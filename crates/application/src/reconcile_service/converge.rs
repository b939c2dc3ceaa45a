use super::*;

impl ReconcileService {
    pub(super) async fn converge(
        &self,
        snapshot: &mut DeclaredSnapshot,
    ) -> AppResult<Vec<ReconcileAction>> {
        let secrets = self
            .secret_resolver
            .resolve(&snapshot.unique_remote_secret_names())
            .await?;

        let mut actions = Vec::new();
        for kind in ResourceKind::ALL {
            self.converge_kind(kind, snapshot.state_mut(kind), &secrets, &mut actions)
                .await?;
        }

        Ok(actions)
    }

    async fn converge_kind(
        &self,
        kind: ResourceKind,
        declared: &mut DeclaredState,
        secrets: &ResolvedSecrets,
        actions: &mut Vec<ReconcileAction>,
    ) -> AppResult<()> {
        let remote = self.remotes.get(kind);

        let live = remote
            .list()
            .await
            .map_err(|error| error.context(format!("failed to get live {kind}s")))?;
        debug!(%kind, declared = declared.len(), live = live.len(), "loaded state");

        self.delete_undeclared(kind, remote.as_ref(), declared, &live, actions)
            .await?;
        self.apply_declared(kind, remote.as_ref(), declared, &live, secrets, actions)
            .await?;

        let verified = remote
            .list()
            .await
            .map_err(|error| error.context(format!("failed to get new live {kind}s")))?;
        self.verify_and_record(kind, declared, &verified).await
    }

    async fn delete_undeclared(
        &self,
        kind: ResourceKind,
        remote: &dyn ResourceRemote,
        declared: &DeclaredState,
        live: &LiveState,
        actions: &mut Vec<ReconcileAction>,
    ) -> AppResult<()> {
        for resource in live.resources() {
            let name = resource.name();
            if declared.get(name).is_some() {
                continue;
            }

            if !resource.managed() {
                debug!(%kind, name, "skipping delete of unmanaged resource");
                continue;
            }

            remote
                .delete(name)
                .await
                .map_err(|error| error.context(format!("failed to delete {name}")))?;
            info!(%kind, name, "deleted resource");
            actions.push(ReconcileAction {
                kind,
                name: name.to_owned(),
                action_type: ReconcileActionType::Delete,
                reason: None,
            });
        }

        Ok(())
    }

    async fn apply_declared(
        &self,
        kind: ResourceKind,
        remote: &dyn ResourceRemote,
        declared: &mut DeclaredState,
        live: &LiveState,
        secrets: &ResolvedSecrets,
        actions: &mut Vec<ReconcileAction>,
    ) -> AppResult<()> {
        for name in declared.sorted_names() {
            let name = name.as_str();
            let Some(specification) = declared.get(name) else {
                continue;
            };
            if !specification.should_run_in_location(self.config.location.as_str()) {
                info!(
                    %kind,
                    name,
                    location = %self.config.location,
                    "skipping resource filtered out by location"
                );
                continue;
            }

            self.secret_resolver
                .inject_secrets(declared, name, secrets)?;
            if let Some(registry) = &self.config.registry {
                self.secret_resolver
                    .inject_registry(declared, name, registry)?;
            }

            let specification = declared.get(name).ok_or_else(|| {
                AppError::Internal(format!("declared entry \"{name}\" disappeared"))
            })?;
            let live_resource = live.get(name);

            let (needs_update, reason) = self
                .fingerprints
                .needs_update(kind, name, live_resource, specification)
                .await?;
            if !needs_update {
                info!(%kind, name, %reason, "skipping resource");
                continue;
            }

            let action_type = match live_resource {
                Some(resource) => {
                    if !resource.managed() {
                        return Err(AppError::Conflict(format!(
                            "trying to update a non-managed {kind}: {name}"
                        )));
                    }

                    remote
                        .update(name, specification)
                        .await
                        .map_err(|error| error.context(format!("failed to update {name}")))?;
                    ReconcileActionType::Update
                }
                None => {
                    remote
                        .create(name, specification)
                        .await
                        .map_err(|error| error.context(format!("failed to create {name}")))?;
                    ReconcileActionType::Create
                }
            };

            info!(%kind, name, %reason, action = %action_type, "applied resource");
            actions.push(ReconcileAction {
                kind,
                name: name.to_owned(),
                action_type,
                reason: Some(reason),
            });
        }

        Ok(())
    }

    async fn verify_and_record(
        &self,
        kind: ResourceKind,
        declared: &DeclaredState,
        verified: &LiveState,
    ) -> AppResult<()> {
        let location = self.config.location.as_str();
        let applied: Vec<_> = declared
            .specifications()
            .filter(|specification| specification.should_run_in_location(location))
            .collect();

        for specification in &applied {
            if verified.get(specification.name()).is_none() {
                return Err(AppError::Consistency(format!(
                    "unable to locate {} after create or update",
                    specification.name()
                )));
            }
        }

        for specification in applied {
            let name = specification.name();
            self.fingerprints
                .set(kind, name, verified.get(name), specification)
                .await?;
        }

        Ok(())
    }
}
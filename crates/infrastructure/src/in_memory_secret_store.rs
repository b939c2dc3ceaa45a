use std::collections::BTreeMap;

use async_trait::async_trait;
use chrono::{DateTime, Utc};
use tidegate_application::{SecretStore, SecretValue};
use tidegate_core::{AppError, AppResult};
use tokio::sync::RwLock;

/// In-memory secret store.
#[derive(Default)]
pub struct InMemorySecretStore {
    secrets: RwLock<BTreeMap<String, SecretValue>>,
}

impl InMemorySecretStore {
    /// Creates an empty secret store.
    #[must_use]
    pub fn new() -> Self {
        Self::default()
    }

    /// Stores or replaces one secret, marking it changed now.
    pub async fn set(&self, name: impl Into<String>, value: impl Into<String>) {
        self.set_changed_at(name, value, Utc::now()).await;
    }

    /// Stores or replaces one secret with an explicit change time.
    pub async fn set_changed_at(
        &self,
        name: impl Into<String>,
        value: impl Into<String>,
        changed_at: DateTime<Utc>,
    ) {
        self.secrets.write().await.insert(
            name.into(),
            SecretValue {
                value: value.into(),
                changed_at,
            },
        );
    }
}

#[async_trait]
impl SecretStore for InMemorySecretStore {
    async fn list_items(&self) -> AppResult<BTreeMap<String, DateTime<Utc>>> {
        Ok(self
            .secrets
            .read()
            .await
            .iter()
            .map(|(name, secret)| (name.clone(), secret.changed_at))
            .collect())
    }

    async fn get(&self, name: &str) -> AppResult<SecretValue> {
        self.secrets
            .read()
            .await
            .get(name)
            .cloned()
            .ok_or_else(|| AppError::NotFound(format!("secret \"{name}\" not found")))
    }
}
_____
(WORK TO BE COMPLETED): The answer must consist of each line in the entries above that includes "location".

(SOLUTION FOR THIS TASK):
            if !specification.should_run_in_location(self.config.location.as_str()) {
                    location = %self.config.location,
                    "skipping resource filtered out by location"
        let location = self.config.location.as_str();
            .filter(|specification| specification.should_run_in_location(location))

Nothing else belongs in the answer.